Enough! The place to be over the summer of 2005 was in front of a computer, preferably in a darkened room, communicating like mad on the TES message boards.
Before you protest, see how many of you turned your backs on all that sun-drenched madness. More than 150,000 messages arrived on our boards over the holiday period. Around 3,500 new posters joined our happy online communities. Welcome.
Upholding our reputation for promoting conviviality, we laid on summer treats for all. Opinionated posters jumped at our invitation to join in the TES summer debates, and our Bookclub forum has been a joy to read - even though most of you steadfastly refused to talk about the selection of special offer 99p paperbacks that we so gently shoved under your noses.

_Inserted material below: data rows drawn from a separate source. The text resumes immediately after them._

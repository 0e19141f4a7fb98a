//! Persisted snapshot of the ledger.
//!
//! The on-disk shape is a JSON object:
//!
//! ```json
//! { "theme": "dark", "expr": "2+2", "entries": [ { "id": "...", "expr": "1+1",
//!   "value": 2.0, "label": "coffee", "created_at": "2026-01-01T00:00:00Z" } ] }
//! ```
//!
//! Decoding is forgiving: a partly damaged file still yields every entry
//! that parses.

use serde::Serialize;
use uuid::Uuid;

use crate::error::{Result, TapeError};
use crate::format::clamp_label;
use crate::ledger::{Entry, Theme, MAX_LABEL_LEN};

/// Ledger state as stored by a [`SnapshotStore`](super::SnapshotStore).
#[derive(Debug, Clone, Default, PartialEq, Serialize)]
pub struct Snapshot {
    pub theme: Theme,
    /// Current (uncommitted) expression
    pub expr: String,
    /// Newest first
    pub entries: Vec<Entry>,
}

impl Snapshot {
    /// Serialize to pretty-printed JSON.
    pub fn to_json(&self) -> Result<String> {
        Ok(serde_json::to_string_pretty(self)?)
    }

    /// Decode a stored snapshot.
    ///
    /// - an unknown or missing theme becomes dark
    /// - a missing or non-string `expr` becomes empty
    /// - an entry whose id is missing or not a UUID gets a fresh one
    /// - entries that do not decode, or whose value is not finite, are dropped
    /// - labels are trimmed and clamped again
    ///
    /// # Errors
    ///
    /// Returns `TapeError::Validation` when the text is not a JSON object.
    pub fn from_json(text: &str) -> Result<Self> {
        let value: serde_json::Value = serde_json::from_str(text)?;
        let object = value
            .as_object()
            .ok_or_else(|| TapeError::Validation("Snapshot is not a JSON object".to_string()))?;

        let theme = object
            .get("theme")
            .and_then(|v| v.as_str())
            .map(Theme::from_lossy)
            .unwrap_or_default();
        let expr = object
            .get("expr")
            .and_then(|v| v.as_str())
            .unwrap_or_default()
            .to_string();

        let raw_entries = object
            .get("entries")
            .and_then(|v| v.as_array())
            .map(Vec::as_slice)
            .unwrap_or_default();
        let mut entries = Vec::with_capacity(raw_entries.len());
        for raw in raw_entries {
            match serde_json::from_value::<Entry>(with_uuid_id(raw)) {
                Ok(mut entry) if entry.value.is_finite() => {
                    entry.label = clamp_label(&entry.label, MAX_LABEL_LEN);
                    entries.push(entry);
                }
                Ok(entry) => log::warn!("Dropping entry {} with non-finite value", entry.id),
                Err(err) => log::warn!("Dropping malformed entry: {}", err),
            }
        }

        Ok(Self {
            theme,
            expr,
            entries,
        })
    }
}

/// Copy of `raw` whose `id` is a UUID string.
fn with_uuid_id(raw: &serde_json::Value) -> serde_json::Value {
    let mut raw = raw.clone();
    if let Some(object) = raw.as_object_mut() {
        let valid = object
            .get("id")
            .and_then(|v| v.as_str())
            .is_some_and(|id| Uuid::parse_str(id).is_ok());
        if !valid {
            let id = Uuid::new_v4();
            log::warn!("Entry id {:?} is not a UUID; using {}", object.get("id"), id);
            object.insert("id".to_string(), serde_json::Value::String(id.to_string()));
        }
    }
    raw
}
//! Output mode selection.

use std::io::IsTerminal;

/// Layout requested with `--format`.
#[derive(Debug, Clone, Copy, PartialEq, Eq)]
pub enum OutputFormat {
    Table,
    Plain,
}

/// How results are written.
#[derive(Debug, Clone, Copy, PartialEq, Eq, Default)]
pub enum OutputMode {
    /// JSON documents only
    Json,
    /// `key=value` lines and tab-separated rows
    #[default]
    Plain,
    /// Tables, badges and colors
    Pretty,
}

/// What stdout is connected to.
#[derive(Debug, Clone, Copy, Default)]
pub struct Terminal {
    pub is_tty: bool,
    pub dumb: bool,
}

impl Terminal {
    pub fn detect() -> Self {
        Self {
            is_tty: std::io::stdout().is_terminal(),
            dumb: std::env::var("TERM").is_ok_and(|term| term == "dumb"),
        }
    }

    /// A terminal that can show tables and escape codes.
    pub fn is_capable(&self) -> bool {
        self.is_tty && !self.dumb
    }
}

impl OutputMode {
    /// `--json` wins; an explicit `--format` comes next, so `--format table`
    /// keeps the table layout when piped. Otherwise pretty on a capable
    /// terminal and plain everywhere else.
    pub fn resolve(json: bool, format: Option<OutputFormat>, terminal: Terminal) -> Self {
        if json {
            return Self::Json;
        }
        match format {
            Some(OutputFormat::Plain) => Self::Plain,
            Some(OutputFormat::Table) => Self::Pretty,
            None if terminal.is_capable() => Self::Pretty,
            None => Self::Plain,
        }
    }

    pub fn is_json(&self) -> bool {
        matches!(self, Self::Json)
    }

    pub fn is_pretty(&self) -> bool {
        matches!(self, Self::Pretty)
    }
}

#[cfg(test)]
mod tests {
    use super::*;

    const TTY: Terminal = Terminal {
        is_tty: true,
        dumb: false,
    };
    const PIPE: Terminal = Terminal {
        is_tty: false,
        dumb: false,
    };

    #[test]
    fn test_json_beats_format() {
        assert_eq!(
            OutputMode::resolve(true, Some(OutputFormat::Table), TTY),
            OutputMode::Json
        );
    }

    #[test]
    fn test_terminal_decides_without_format() {
        assert_eq!(OutputMode::resolve(false, None, TTY), OutputMode::Pretty);
        assert_eq!(OutputMode::resolve(false, None, PIPE), OutputMode::Plain);

        let dumb = Terminal {
            is_tty: true,
            dumb: true,
        };
        assert_eq!(OutputMode::resolve(false, None, dumb), OutputMode::Plain);
    }

    #[test]
    fn test_explicit_format_ignores_terminal() {
        assert_eq!(
            OutputMode::resolve(false, Some(OutputFormat::Table), PIPE),
            OutputMode::Pretty
        );
        assert_eq!(
            OutputMode::resolve(false, Some(OutputFormat::Plain), TTY),
            OutputMode::Plain
        );
    }
}
//! Short-term conversational memory.
//!
//! The tutor remembers only the most recent question/response pairs so the
//! explanation service can follow up on what was just discussed.

use serde::{Deserialize, Serialize};
use std::collections::VecDeque;

/// Number of recent turns kept in a session's context window.
pub const CONTEXT_WINDOW_CAPACITY: usize = 3;

/// A single remembered exchange between the student and the tutor.
#[derive(Debug, Clone, PartialEq, Eq, Serialize, Deserialize)]
pub struct QaPair {
    pub question: String,
    pub response: String,
}

impl QaPair {
    pub fn new(question: impl Into<String>, response: impl Into<String>) -> Self {
        Self {
            question: question.into(),
            response: response.into(),
        }
    }
}

/// Bounded, ordered buffer of the last few exchanges.
///
/// Appending past capacity evicts the oldest pair, so the window never holds
/// more than [`CONTEXT_WINDOW_CAPACITY`] entries.
#[derive(Debug, Clone, Default, PartialEq, Eq, Serialize, Deserialize)]
pub struct ContextWindow {
    pairs: VecDeque<QaPair>,
}

impl ContextWindow {
    pub fn new() -> Self {
        Self::default()
    }

    /// Adds a pair at the end, dropping from the front once over capacity.
    pub fn append(&mut self, pair: QaPair) {
        self.pairs.push_back(pair);
        while self.pairs.len() > CONTEXT_WINDOW_CAPACITY {
            self.pairs.pop_front();
        }
    }

    /// Oldest-first view of the remembered pairs.
    pub fn snapshot(&self) -> Vec<QaPair> {
        self.pairs.iter().cloned().collect()
    }

    pub fn len(&self) -> usize {
        self.pairs.len()
    }

    pub fn is_empty(&self) -> bool {
        self.pairs.is_empty()
    }

    /// Renders the window for embedding in a prompt, `None` when empty.
    pub fn render(&self) -> String {
        if self.pairs.is_empty() {
            return "None".to_string();
        }
        self.pairs
            .iter()
            .map(|pair| format!("Q: {}\nA: {}", pair.question, pair.response))
            .collect::<Vec<_>>()
            .join("\n\n")
    }
}

#[cfg(test)]
mod tests {
    use super::*;

    fn pair(n: usize) -> QaPair {
        QaPair::new(format!("question {n}"), format!("answer {n}"))
    }

    #[test]
    fn test_new_window_is_empty() {
        let window = ContextWindow::new();
        assert!(window.is_empty());
        assert_eq!(window.len(), 0);
        assert!(window.snapshot().is_empty());
    }

    #[test]
    fn test_append_keeps_order_under_capacity() {
        let mut window = ContextWindow::new();
        window.append(pair(1));
        window.append(pair(2));

        assert_eq!(window.snapshot(), vec![pair(1), pair(2)]);
    }

    #[test]
    fn test_append_evicts_oldest_first() {
        for total in 4..=10 {
            let mut window = ContextWindow::new();
            for n in 1..=total {
                window.append(pair(n));
                assert!(window.len() <= CONTEXT_WINDOW_CAPACITY);
            }
            let expected: Vec<QaPair> = (total - 2..=total).map(pair).collect();
            assert_eq!(window.snapshot(), expected);
        }
    }

    #[test]
    fn test_snapshot_is_detached_from_window() {
        let mut window = ContextWindow::new();
        window.append(pair(1));

        let mut snapshot = window.snapshot();
        snapshot.clear();

        assert_eq!(window.len(), 1);
    }

    #[test]
    fn test_render_marks_empty_window() {
        assert_eq!(ContextWindow::new().render(), "None");
    }

    #[test]
    fn test_render_lists_pairs_oldest_first() {
        let mut window = ContextWindow::new();
        window.append(QaPair::new("What is 2+2?", "Four."));
        window.append(QaPair::new("And 3+3?", "Six."));

        assert_eq!(
            window.render(),
            "Q: What is 2+2?\nA: Four.\n\nQ: And 3+3?\nA: Six."
        );
    }
}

For instance, I savoured LadsNR's incisive critique of one of these books, Luke Rhinehart's The Dice Man: "I read this last week whilst on holiday... what a load of introspective garbage. Not a single likeable character. No one I could remotely relate to. The sex scenes were dire. Someone's wet dream, I guess."
But even in the dog days of August, the true commerce of the forums was teachers talking about teaching. I could point to a thousand examples of teachers preparing for the new term with palpable enthusiasm.
Anyone out there not facing the new term with palpable enthusiasm might do worse than immerse themselves in the Early Years forum, but please leave your world-weariness at the door. Conversation here is purposeful, and - more often than not - cheerful with it.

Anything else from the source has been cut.